This year I’ve harassed two people for cider apples, and apart from the absence of wassailing and being chased down the street by an angry man, it’s as typical an old fashioned cider as one can hope to get, and still have a good chance of success. This year the cider contains ONLY apple juice, with one Sodium Metabisulphate tablet (Campden Tablet), and Young’s Cider yeast.
This year the process was simplified too. Rinse the apples a bit, remove anything you wouldn’t feed to a pig, and then mince the rest in a good fruit juicer, stalks and all. The apples are red looking (see photo) and the juice that came out looked fantastic, like a Tequilla Sunrise, but unfortunately the colour hasn’t hung around to be in the actual cider. The stuff that will ferment (O.G. 1046, by the way, which is two washing-up bowls full making one gallon) is a typical yellow-green apple juice colour.

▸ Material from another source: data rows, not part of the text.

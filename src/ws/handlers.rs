//! WebSocket message dispatch
//!
//! Each connection carries its session id and the room it is attached to.
//! Handlers call into `AppState` and turn the result into the direct reply
//! for the sender; everyone else in the room is updated by the room broadcast.

use crate::error::GameError;
use crate::protocol::{ClientMessage, ServerMessage};
use crate::state::{AppState, RoomHandle};
use crate::state::RoomSnapshot;
use crate::types::{RoomCode, SessionId};
use std::sync::Arc;

/// Per-connection state
pub struct Connection {
    pub session: SessionId,
    pub room: Option<Arc<RoomHandle>>,
    /// Room and version of the last snapshot written to the socket
    last_sent: Option<(RoomCode, u64)>,
}

impl Connection {
    pub fn new(session: SessionId) -> Self {
        Self {
            session,
            room: None,
            last_sent: None,
        }
    }

    pub fn room_code(&self) -> Option<&str> {
        self.room.as_ref().map(|h| h.code.as_str())
    }

    /// Whether the client already holds this version of the room or a newer
    /// one. A submitter's direct reply overtakes the broadcasts that were
    /// queued while its round ran; those must not be replayed.
    pub fn has_seen(&self, snapshot: &RoomSnapshot) -> bool {
        matches!(&self.last_sent, Some((code, version))
            if *code == snapshot.code && *version >= snapshot.version)
    }

    /// Note a message that is about to be written to the socket
    pub fn record_sent(&mut self, msg: &ServerMessage) {
        match msg {
            ServerMessage::Room { snapshot } => {
                self.last_sent = Some((snapshot.code.clone(), snapshot.version));
            }
            ServerMessage::Left { .. } => self.last_sent = None,
            _ => {}
        }
    }
}

/// Return early with a `NOT_IN_ROOM` error when the connection has no room
macro_rules! require_room {
    ($conn:expr) => {
        match $conn.room_code() {
            Some(code) => code.to_string(),
            None => return Some(GameError::NotInRoom.into()),
        }
    };
}

/// Handle client messages and return optional response
pub async fn handle_message(
    msg: ClientMessage,
    conn: &mut Connection,
    state: &Arc<AppState>,
) -> Option<ServerMessage> {
    let result = match msg {
        ClientMessage::CreateRoom { as_operator } => {
            handle_create_room(state, conn, as_operator).await
        }

        ClientMessage::JoinRoom { code } => handle_join_room(state, conn, &code).await,

        ClientMessage::SubmitMessage { text } => {
            let code = require_room!(conn);
            state
                .submit_message(&code, &conn.session, &text)
                .await
                .map(ServerMessage::room)
        }

        ClientMessage::OperatorMessage { text } => {
            let code = require_room!(conn);
            state
                .operator_message(&code, &conn.session, &text)
                .await
                .map(ServerMessage::room)
        }

        ClientMessage::RevealCounterpart => {
            let code = require_room!(conn);
            state
                .reveal_counterpart(&code, &conn.session)
                .await
                .map(ServerMessage::room)
        }

        ClientMessage::CastVote { seat_id } => {
            let code = require_room!(conn);
            state
                .cast_vote(&code, &conn.session, &seat_id)
                .await
                .map(ServerMessage::from)
        }

        ClientMessage::ResetRoom => {
            let code = require_room!(conn);
            state
                .reset_room(&code, &conn.session)
                .await
                .map(ServerMessage::room)
        }

        ClientMessage::LeaveRoom => {
            let code = require_room!(conn);
            handle_leave_room(state, conn, code).await
        }

        ClientMessage::Sync => {
            let code = require_room!(conn);
            state
                .snapshot(&code, Some(&conn.session))
                .await
                .map(ServerMessage::room)
        }
    };

    Some(result.unwrap_or_else(|e| {
        tracing::debug!(code = e.code(), "Request failed: {}", e);
        ServerMessage::from(e)
    }))
}

async fn handle_create_room(
    state: &Arc<AppState>,
    conn: &mut Connection,
    as_operator: bool,
) -> Result<ServerMessage, GameError> {
    let snapshot = state.create_room(&conn.session, as_operator).await?;
    let handle = state.get_room(&snapshot.code).await?;
    switch_room(state, conn, handle).await;
    Ok(ServerMessage::room(snapshot))
}

async fn handle_join_room(
    state: &Arc<AppState>,
    conn: &mut Connection,
    code: &str,
) -> Result<ServerMessage, GameError> {
    let snapshot = state.join_room(code, &conn.session).await?;
    let handle = state.get_room(&snapshot.code).await?;
    switch_room(state, conn, handle).await;
    Ok(ServerMessage::room(snapshot))
}

async fn handle_leave_room(
    state: &Arc<AppState>,
    conn: &mut Connection,
    code: String,
) -> Result<ServerMessage, GameError> {
    if let Some(handle) = conn.room.take() {
        state.detach(&handle).await;
    }
    match state.leave_room(&code, &conn.session).await {
        // Already gone is as good as left
        Ok(()) | Err(GameError::RoomNotFound(_)) => Ok(ServerMessage::Left { code }),
        Err(e) => Err(e),
    }
}

/// Attach the connection to `handle`, detaching from any previous room
async fn switch_room(state: &Arc<AppState>, conn: &mut Connection, handle: Arc<RoomHandle>) {
    if let Some(previous) = conn.room.take() {
        if Arc::ptr_eq(&previous, &handle) {
            conn.room = Some(previous);
            return;
        }
        state.detach(&previous).await;
    }
    state.attach(&handle).await;
    conn.room = Some(handle);
}

/// Release the connection's room when the socket goes away
pub async fn disconnect(state: &Arc<AppState>, conn: &mut Connection) {
    if let Some(handle) = conn.room.take() {
        state.detach(&handle).await;
    }
}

So, with campden tablet in place, I added the juice directly on top, so that it doesn’t get chance to go brown, and I’ll wait 24 hours before pitching the yeast. I think that is so that the tablets have time to react with the oxygen in the apple juice, and not mess up the sweet-toothed yeast.
Once it’s fermented I’ll put it into a demijohn, rack at regular intervals to keep the cider clear and nice tasting, and I’ll try and get it drunk around New Year. 2010’s cider was very dry after leaving it 7 months before drinking, so I’d like something a little sweeter this time, but we’ll see.
This time the whole cider making process took only about two hours, most of which was spent picking bits of apple off the floor, ceiling and out of my hair. Don’t worry I didn’t juice those bits. I do have standards.